Problem — One figure is wanted here: how many lines in the entries hold the word "Advanced".

(Saved entries)

_ _ _ _ _

//! Integration tests for the enrollment lifecycle and payment reconciliation.
//!
//! These drive the real services end to end over the in-memory adapters from
//! `test_support`, so every assertion covers the same code paths the Diesel
//! and HTTP adapters compose in production, minus the I/O.

use std::sync::Arc;

use backend::domain::ports::{
    CreateOrderRequest, EnrollFreeRequest, EnrollmentCommand, EnrollmentQuery, PaymentCommand,
    PaymentVerification, UpdateProgressRequest, VerifyPaymentRequest,
};
use backend::domain::signature::{expected_signature, PaymentSecret};
use backend::domain::{
    Course, CourseId, EnrollmentService, EnrollmentStatus, ErrorCode, PaymentService, Progress,
    UserId,
};
use backend::test_support::{InMemoryCourseCatalog, InMemoryEnrollmentLedger, StubPaymentProvider};
use rstest::{fixture, rstest};

type TestEnrollmentService =
    EnrollmentService<InMemoryEnrollmentLedger, InMemoryEnrollmentLedger, InMemoryCourseCatalog>;
type TestPaymentService =
    PaymentService<StubPaymentProvider, InMemoryEnrollmentLedger, InMemoryCourseCatalog>;

fn course(id: CourseId, name: &str, price: u32) -> Course {
    Course {
        id,
        name: name.into(),
        logo: "https://cdn.example/logo.png".into(),
        category: "Programming".into(),
        duration: "8 weeks".into(),
        instructor: "A. Hoare".into(),
        rating: 4.5,
        price,
        link: None,
    }
}

struct Stack {
    ledger: Arc<InMemoryEnrollmentLedger>,
    provider: Arc<StubPaymentProvider>,
    enrollments: TestEnrollmentService,
    payments: TestPaymentService,
    free_course: CourseId,
    paid_course: CourseId,
}

fn secret() -> PaymentSecret {
    PaymentSecret::new(b"integration-secret".to_vec())
}

#[fixture]
fn stack() -> Stack {
    let free_course = CourseId::random();
    let paid_course = CourseId::random();
    let catalog = Arc::new(InMemoryCourseCatalog::with_courses(vec![
        course(free_course.clone(), "Intro to Rust", 0),
        course(paid_course.clone(), "Advanced Rust", 499),
    ]));
    let ledger = Arc::new(InMemoryEnrollmentLedger::new());
    let provider = Arc::new(StubPaymentProvider::new());

    let enrollments =
        EnrollmentService::new(ledger.clone(), ledger.clone(), catalog.clone());
    let payments = PaymentService::new(provider.clone(), ledger.clone(), catalog, secret());

    Stack {
        ledger,
        provider,
        enrollments,
        payments,
        free_course,
        paid_course,
    }
}

#[fixture]
fn user_id() -> UserId {
    UserId::random()
}

fn progress(value: i64) -> Progress {
    Progress::new(value).expect("valid progress")
}

async fn enroll(stack: &Stack, user_id: &UserId) {
    stack
        .enrollments
        .enroll_free(EnrollFreeRequest {
            user_id: user_id.clone(),
            course_id: stack.free_course.clone(),
        })
        .await
        .expect("enrollment succeeds");
}

async fn settle_paid(stack: &Stack, user_id: &UserId) -> PaymentVerification {
    let order = stack
        .payments
        .create_order(CreateOrderRequest {
            user_id: user_id.clone(),
            course_id: stack.paid_course.clone(),
            amount: 499,
        })
        .await
        .expect("order minted");
    let payment_id = "pay_integration1";
    let signature = expected_signature(&secret(), &order.id, payment_id);
    stack
        .payments
        .verify_payment(VerifyPaymentRequest {
            user_id: user_id.clone(),
            course_id: stack.paid_course.clone(),
            order_id: order.id,
            payment_id: payment_id.into(),
            signature,
        })
        .await
        .expect("verification succeeds")
}

#[rstest]
#[tokio::test]
async fn free_enrollment_is_idempotent(stack: Stack, user_id: UserId) {
    let first = stack
        .enrollments
        .enroll_free(EnrollFreeRequest {
            user_id: user_id.clone(),
            course_id: stack.free_course.clone(),
        })
        .await
        .expect("first enrollment succeeds");
    assert!(!first.already_enrolled);
    assert_eq!(first.enrollment.status, EnrollmentStatus::Enrolled);

    let replay = stack
        .enrollments
        .enroll_free(EnrollFreeRequest {
            user_id: user_id.clone(),
            course_id: stack.free_course.clone(),
        })
        .await
        .expect("replay succeeds");
    assert!(replay.already_enrolled);
    assert_eq!(replay.enrollment.id, first.enrollment.id);

    use backend::domain::ports::UserStatsRepository;
    let stats = stack.ledger.fetch(&user_id).await.expect("stats read");
    assert_eq!(stats.courses_enrolled, 1, "replay must not double count");
}

#[rstest]
#[tokio::test]
async fn paid_course_rejects_free_enrollment(stack: Stack, user_id: UserId) {
    let err = stack
        .enrollments
        .enroll_free(EnrollFreeRequest {
            user_id,
            course_id: stack.paid_course.clone(),
        })
        .await
        .expect_err("paid course must not enroll for free");
    assert_eq!(err.code(), ErrorCode::PaymentRequired);
}

#[rstest]
#[tokio::test]
async fn unknown_course_is_not_found(stack: Stack, user_id: UserId) {
    let err = stack
        .enrollments
        .enroll_free(EnrollFreeRequest {
            user_id,
            course_id: CourseId::random(),
        })
        .await
        .expect_err("unknown course rejected");
    assert_eq!(err.code(), ErrorCode::NotFound);
}

#[rstest]
#[tokio::test]
async fn partial_progress_moves_to_in_progress(stack: Stack, user_id: UserId) {
    enroll(&stack, &user_id).await;

    let response = stack
        .enrollments
        .update_progress(UpdateProgressRequest {
            user_id: user_id.clone(),
            course_id: stack.free_course.clone(),
            progress: progress(40),
        })
        .await
        .expect("progress recorded");

    assert_eq!(
        response.enrollment.enrollment.status,
        EnrollmentStatus::InProgress
    );
    assert_eq!(response.enrollment.enrollment.progress, progress(40));
    let joined = response.enrollment.course.expect("course joined");
    assert_eq!(joined.name, "Intro to Rust");
    assert_eq!(response.stats.courses_enrolled, 1);
    assert_eq!(response.stats.courses_completed, 0);
}

#[rstest]
#[tokio::test]
async fn completion_side_effects_fire_exactly_once(stack: Stack, user_id: UserId) {
    enroll(&stack, &user_id).await;

    let completed = stack
        .enrollments
        .update_progress(UpdateProgressRequest {
            user_id: user_id.clone(),
            course_id: stack.free_course.clone(),
            progress: progress(100),
        })
        .await
        .expect("completion recorded");
    assert_eq!(
        completed.enrollment.enrollment.status,
        EnrollmentStatus::Completed
    );
    assert!(completed.enrollment.enrollment.completed_at.is_some());
    assert_eq!(completed.stats.courses_enrolled, 0);
    assert_eq!(completed.stats.courses_completed, 1);

    // A repeated write against the completed enrollment changes no counters.
    let repeat = stack
        .enrollments
        .update_progress(UpdateProgressRequest {
            user_id: user_id.clone(),
            course_id: stack.free_course.clone(),
            progress: progress(100),
        })
        .await
        .expect("repeat accepted");
    assert_eq!(repeat.stats.courses_enrolled, 0);
    assert_eq!(repeat.stats.courses_completed, 1);
    assert_eq!(
        repeat.enrollment.enrollment.completed_at,
        completed.enrollment.enrollment.completed_at,
        "completion timestamp is written once"
    );
}

#[rstest]
#[tokio::test]
async fn listings_split_on_completion(stack: Stack, user_id: UserId) {
    enroll(&stack, &user_id).await;

    let active = stack
        .enrollments
        .list_active(&user_id)
        .await
        .expect("active listing");
    assert_eq!(active.len(), 1);

    let completed = stack
        .enrollments
        .list_completed(&user_id)
        .await
        .expect("completed listing");
    assert!(completed.courses.is_empty());
    assert!(completed.notice.is_some(), "empty listing carries a notice");

    stack
        .enrollments
        .update_progress(UpdateProgressRequest {
            user_id: user_id.clone(),
            course_id: stack.free_course.clone(),
            progress: progress(100),
        })
        .await
        .expect("completion recorded");

    let active = stack
        .enrollments
        .list_active(&user_id)
        .await
        .expect("active listing");
    assert!(active.is_empty(), "completed courses leave the active list");

    let completed = stack
        .enrollments
        .list_completed(&user_id)
        .await
        .expect("completed listing");
    assert_eq!(completed.courses.len(), 1);
    assert_eq!(completed.courses[0].course.name, "Intro to Rust");
    assert!(completed.notice.is_none());
}

#[rstest]
#[tokio::test]
async fn paid_flow_settles_with_receipt(stack: Stack, user_id: UserId) {
    let verification = settle_paid(&stack, &user_id).await;

    let PaymentVerification::Enrolled { receipt } = verification else {
        panic!("first verification must enroll");
    };
    assert_eq!(receipt.amount, 499, "receipt follows the provider order");
    assert_eq!(receipt.course_name, "Advanced Rust");

    let recorded = stack.ledger.receipts();
    assert_eq!(recorded.len(), 1);
    assert_eq!(recorded[0].amount, 499);

    use backend::domain::ports::UserStatsRepository;
    let stats = stack.ledger.fetch(&user_id).await.expect("stats read");
    assert_eq!(stats.courses_enrolled, 1);
}

#[rstest]
#[tokio::test]
async fn duplicate_callback_replays_safely(stack: Stack, user_id: UserId) {
    let order = stack
        .payments
        .create_order(CreateOrderRequest {
            user_id: user_id.clone(),
            course_id: stack.paid_course.clone(),
            amount: 499,
        })
        .await
        .expect("order minted");
    let signature = expected_signature(&secret(), &order.id, "pay_once");
    let request = VerifyPaymentRequest {
        user_id: user_id.clone(),
        course_id: stack.paid_course.clone(),
        order_id: order.id,
        payment_id: "pay_once".into(),
        signature,
    };

    let first = stack
        .payments
        .verify_payment(request.clone())
        .await
        .expect("first callback settles");
    assert!(matches!(first, PaymentVerification::Enrolled { .. }));

    let second = stack
        .payments
        .verify_payment(request)
        .await
        .expect("duplicate callback accepted");
    assert!(matches!(second, PaymentVerification::AlreadyEnrolled));
    assert_eq!(
        stack.ledger.receipts().len(),
        1,
        "replay writes no second receipt"
    );
}

#[rstest]
#[tokio::test]
async fn forged_signature_writes_nothing(stack: Stack, user_id: UserId) {
    let order = stack
        .payments
        .create_order(CreateOrderRequest {
            user_id: user_id.clone(),
            course_id: stack.paid_course.clone(),
            amount: 499,
        })
        .await
        .expect("order minted");

    let err = stack
        .payments
        .verify_payment(VerifyPaymentRequest {
            user_id: user_id.clone(),
            course_id: stack.paid_course.clone(),
            order_id: order.id,
            payment_id: "pay_forged".into(),
            signature: "deadbeef".into(),
        })
        .await
        .expect_err("forged signature rejected");
    assert_eq!(err.code(), ErrorCode::VerificationFailed);
    assert_eq!(err.message(), "payment verification failed");

    assert!(stack.ledger.receipts().is_empty());
    let enrollment = stack
        .payments
        .verify_payment(VerifyPaymentRequest {
            user_id,
            course_id: stack.paid_course.clone(),
            order_id: "order_unknown".into(),
            payment_id: "pay_forged".into(),
            signature: "deadbeef".into(),
        })
        .await;
    assert!(enrollment.is_err(), "forgery never enrolls");
}

#[rstest]
#[tokio::test]
async fn receipt_amount_follows_provider_order(stack: Stack, user_id: UserId) {
    use backend::domain::ports::ProviderOrder;

    // The provider reports a different amount than the client quoted; the
    // receipt must record the provider's figure.
    stack.provider.seed_order(ProviderOrder {
        id: "order_reported".into(),
        amount_minor: 129_900,
        currency: "INR".into(),
    });
    let signature = expected_signature(&secret(), "order_reported", "pay_reported");
    let verification = stack
        .payments
        .verify_payment(VerifyPaymentRequest {
            user_id,
            course_id: stack.paid_course.clone(),
            order_id: "order_reported".into(),
            payment_id: "pay_reported".into(),
            signature,
        })
        .await
        .expect("verification succeeds");

    let PaymentVerification::Enrolled { receipt } = verification else {
        panic!("expected a fresh enrollment");
    };
    assert_eq!(receipt.amount, 1299);
}

#[rstest]
#[tokio::test]
async fn account_deletion_clears_ledger_and_stats(stack: Stack, user_id: UserId) {
    enroll(&stack, &user_id).await;
    settle_paid(&stack, &user_id).await;

    let removed = stack
        .enrollments
        .delete_for_user(&user_id)
        .await
        .expect("deletion succeeds");
    assert_eq!(removed, 2);

    let active = stack
        .enrollments
        .list_active(&user_id)
        .await
        .expect("listing after deletion");
    assert!(active.is_empty());

    use backend::domain::ports::UserStatsRepository;
    let stats = stack.ledger.fetch(&user_id).await.expect("stats read");
    assert_eq!(stats, backend::domain::UserStats::default());
}

#[rstest]
#[tokio::test]
async fn progress_update_on_missing_enrollment_is_not_found(stack: Stack, user_id: UserId) {
    let err = stack
        .enrollments
        .update_progress(UpdateProgressRequest {
            user_id,
            course_id: stack.free_course.clone(),
            progress: progress(10),
        })
        .await
        .expect_err("no enrollment to update");
    assert_eq!(err.code(), ErrorCode::NotFound);
}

_ _ _ _ _

Exercise response — 2